Task instructions: Output exactly the lines that run from the top of the entries to the line holding "#[serde(transparent)]", including both of those lines.

(Stored data)

>>>

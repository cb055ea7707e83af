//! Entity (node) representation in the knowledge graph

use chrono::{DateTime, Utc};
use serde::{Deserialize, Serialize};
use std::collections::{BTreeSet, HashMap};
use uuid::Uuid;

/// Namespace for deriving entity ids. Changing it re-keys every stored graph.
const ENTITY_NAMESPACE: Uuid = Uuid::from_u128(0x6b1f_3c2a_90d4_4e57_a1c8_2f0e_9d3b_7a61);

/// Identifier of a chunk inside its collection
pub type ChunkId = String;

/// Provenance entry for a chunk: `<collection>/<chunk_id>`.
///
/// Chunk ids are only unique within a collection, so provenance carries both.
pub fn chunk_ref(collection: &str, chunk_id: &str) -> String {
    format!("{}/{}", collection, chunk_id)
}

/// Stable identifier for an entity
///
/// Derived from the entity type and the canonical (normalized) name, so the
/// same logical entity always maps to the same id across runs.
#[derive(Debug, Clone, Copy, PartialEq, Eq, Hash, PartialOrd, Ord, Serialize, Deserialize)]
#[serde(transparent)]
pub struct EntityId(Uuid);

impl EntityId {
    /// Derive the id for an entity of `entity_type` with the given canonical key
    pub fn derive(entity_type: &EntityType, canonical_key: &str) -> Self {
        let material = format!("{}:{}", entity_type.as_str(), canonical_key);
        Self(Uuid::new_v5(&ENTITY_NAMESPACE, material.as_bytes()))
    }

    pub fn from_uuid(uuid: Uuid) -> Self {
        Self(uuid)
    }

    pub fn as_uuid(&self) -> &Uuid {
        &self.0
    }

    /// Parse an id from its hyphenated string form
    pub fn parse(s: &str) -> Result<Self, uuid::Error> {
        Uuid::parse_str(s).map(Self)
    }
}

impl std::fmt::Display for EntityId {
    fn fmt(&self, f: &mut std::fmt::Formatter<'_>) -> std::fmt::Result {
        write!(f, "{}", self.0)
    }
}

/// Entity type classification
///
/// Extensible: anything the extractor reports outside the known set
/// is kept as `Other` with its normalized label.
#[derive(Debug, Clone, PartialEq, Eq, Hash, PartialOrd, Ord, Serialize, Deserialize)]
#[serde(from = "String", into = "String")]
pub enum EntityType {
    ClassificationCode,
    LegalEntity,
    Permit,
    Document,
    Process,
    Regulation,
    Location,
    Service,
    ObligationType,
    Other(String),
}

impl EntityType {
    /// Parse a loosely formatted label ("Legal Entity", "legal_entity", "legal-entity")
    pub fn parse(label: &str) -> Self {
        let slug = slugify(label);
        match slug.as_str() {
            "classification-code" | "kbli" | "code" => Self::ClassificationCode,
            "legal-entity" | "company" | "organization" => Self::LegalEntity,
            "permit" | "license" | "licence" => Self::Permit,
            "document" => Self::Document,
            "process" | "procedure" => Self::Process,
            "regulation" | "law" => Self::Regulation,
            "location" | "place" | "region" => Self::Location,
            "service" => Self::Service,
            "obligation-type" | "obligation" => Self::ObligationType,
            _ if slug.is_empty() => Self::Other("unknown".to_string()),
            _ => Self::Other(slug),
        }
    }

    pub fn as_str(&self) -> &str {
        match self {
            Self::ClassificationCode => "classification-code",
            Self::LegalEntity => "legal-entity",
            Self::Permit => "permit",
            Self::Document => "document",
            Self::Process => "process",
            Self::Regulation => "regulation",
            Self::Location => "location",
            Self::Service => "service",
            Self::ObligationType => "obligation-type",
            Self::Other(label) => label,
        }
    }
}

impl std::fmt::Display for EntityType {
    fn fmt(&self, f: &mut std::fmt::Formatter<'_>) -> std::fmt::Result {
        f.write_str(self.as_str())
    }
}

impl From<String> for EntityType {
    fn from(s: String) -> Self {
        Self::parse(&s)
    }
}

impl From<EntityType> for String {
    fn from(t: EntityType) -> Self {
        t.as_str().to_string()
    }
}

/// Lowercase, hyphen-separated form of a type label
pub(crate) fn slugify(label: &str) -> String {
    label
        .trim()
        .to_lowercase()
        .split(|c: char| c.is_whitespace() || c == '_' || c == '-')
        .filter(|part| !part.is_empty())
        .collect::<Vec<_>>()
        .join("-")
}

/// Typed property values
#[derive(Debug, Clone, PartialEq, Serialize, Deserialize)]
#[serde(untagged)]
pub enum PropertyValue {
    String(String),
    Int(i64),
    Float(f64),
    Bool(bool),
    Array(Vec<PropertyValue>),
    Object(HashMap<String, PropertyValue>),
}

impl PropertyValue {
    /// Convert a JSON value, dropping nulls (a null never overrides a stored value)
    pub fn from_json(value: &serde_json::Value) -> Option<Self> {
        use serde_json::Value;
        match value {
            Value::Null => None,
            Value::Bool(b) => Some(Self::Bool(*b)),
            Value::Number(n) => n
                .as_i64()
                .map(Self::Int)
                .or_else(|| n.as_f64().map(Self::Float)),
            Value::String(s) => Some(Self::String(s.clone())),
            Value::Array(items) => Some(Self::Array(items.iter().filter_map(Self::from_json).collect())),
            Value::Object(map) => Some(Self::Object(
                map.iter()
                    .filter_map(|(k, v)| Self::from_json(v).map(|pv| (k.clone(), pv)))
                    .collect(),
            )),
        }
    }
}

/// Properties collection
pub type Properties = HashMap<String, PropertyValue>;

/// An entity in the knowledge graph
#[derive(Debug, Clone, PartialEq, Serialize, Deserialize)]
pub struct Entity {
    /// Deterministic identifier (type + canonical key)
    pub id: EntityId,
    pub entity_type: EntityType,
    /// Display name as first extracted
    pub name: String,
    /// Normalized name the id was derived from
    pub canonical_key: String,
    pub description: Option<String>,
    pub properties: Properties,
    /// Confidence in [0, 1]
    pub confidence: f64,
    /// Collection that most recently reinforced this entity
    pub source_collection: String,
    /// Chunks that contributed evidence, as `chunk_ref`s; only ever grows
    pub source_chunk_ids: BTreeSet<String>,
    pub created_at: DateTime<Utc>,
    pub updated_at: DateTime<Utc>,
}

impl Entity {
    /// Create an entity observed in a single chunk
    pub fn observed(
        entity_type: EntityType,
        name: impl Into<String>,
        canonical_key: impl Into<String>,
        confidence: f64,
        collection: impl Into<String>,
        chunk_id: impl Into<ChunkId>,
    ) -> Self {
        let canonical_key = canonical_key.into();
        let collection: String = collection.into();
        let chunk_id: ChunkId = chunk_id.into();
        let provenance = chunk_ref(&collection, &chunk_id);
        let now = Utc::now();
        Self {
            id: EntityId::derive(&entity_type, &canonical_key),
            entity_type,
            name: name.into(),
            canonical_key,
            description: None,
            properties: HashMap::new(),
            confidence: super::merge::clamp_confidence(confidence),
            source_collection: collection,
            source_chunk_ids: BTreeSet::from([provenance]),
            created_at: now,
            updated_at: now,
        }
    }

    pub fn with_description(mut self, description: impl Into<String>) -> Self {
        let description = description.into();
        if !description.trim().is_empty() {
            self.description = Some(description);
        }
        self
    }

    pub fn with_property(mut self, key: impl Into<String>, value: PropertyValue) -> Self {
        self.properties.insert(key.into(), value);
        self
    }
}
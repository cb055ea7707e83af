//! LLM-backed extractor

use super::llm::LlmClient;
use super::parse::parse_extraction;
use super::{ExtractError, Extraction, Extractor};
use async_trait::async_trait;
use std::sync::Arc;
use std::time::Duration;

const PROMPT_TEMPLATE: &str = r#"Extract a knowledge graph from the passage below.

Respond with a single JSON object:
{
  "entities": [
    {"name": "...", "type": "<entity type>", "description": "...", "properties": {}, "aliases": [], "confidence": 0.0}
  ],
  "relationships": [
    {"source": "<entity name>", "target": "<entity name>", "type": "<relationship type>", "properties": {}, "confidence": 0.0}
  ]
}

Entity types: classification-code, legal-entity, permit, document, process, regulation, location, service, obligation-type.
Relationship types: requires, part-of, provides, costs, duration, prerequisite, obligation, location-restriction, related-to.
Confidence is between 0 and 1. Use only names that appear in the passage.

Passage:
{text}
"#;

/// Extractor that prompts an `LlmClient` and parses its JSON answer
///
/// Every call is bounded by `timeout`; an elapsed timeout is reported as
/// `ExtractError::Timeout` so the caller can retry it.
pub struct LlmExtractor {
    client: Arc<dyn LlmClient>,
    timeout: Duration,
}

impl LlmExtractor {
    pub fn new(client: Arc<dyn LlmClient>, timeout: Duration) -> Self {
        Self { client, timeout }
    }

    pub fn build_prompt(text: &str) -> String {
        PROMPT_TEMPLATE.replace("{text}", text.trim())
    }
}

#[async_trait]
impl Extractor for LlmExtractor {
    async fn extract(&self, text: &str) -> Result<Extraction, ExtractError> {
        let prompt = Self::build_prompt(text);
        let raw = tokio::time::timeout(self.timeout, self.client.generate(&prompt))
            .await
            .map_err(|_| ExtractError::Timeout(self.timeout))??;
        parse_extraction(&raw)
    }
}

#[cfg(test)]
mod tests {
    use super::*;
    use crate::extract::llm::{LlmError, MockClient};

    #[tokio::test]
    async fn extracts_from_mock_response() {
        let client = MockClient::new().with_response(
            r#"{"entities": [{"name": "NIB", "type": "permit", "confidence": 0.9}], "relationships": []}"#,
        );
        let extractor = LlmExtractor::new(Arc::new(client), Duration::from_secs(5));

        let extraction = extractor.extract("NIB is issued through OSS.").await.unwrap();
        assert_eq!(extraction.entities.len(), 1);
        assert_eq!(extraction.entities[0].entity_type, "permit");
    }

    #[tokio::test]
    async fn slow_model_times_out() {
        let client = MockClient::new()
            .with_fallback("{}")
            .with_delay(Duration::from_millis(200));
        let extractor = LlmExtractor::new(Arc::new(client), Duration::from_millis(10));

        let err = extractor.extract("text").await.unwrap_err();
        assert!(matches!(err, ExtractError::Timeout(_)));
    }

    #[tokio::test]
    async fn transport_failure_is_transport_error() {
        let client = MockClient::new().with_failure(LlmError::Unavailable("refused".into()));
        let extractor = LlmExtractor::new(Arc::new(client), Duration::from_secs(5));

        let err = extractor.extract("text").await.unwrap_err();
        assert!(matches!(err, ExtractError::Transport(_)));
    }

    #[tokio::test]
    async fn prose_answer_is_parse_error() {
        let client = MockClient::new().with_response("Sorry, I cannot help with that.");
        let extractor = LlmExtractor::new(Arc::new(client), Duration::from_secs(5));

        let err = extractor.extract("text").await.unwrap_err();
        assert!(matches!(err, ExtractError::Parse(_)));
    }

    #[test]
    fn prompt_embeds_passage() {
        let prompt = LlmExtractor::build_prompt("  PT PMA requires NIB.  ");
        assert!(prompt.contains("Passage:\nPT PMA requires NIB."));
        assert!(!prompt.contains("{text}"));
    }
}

<<<

Task response:
repository cb055ea7707e83af
//! Entity (node) representation in the knowledge graph

use chrono::{DateTime, Utc};
use serde::{Deserialize, Serialize};
use std::collections::{BTreeSet, HashMap};
use uuid::Uuid;

/// Namespace for deriving entity ids. Changing it re-keys every stored graph.
const ENTITY_NAMESPACE: Uuid = Uuid::from_u128(0x6b1f_3c2a_90d4_4e57_a1c8_2f0e_9d3b_7a61);

/// Identifier of a chunk inside its collection
pub type ChunkId = String;

/// Provenance entry for a chunk: `<collection>/<chunk_id>`.
///
/// Chunk ids are only unique within a collection, so provenance carries both.
pub fn chunk_ref(collection: &str, chunk_id: &str) -> String {
    format!("{}/{}", collection, chunk_id)
}

/// Stable identifier for an entity
///
/// Derived from the entity type and the canonical (normalized) name, so the
/// same logical entity always maps to the same id across runs.
#[derive(Debug, Clone, Copy, PartialEq, Eq, Hash, PartialOrd, Ord, Serialize, Deserialize)]
#[serde(transparent)]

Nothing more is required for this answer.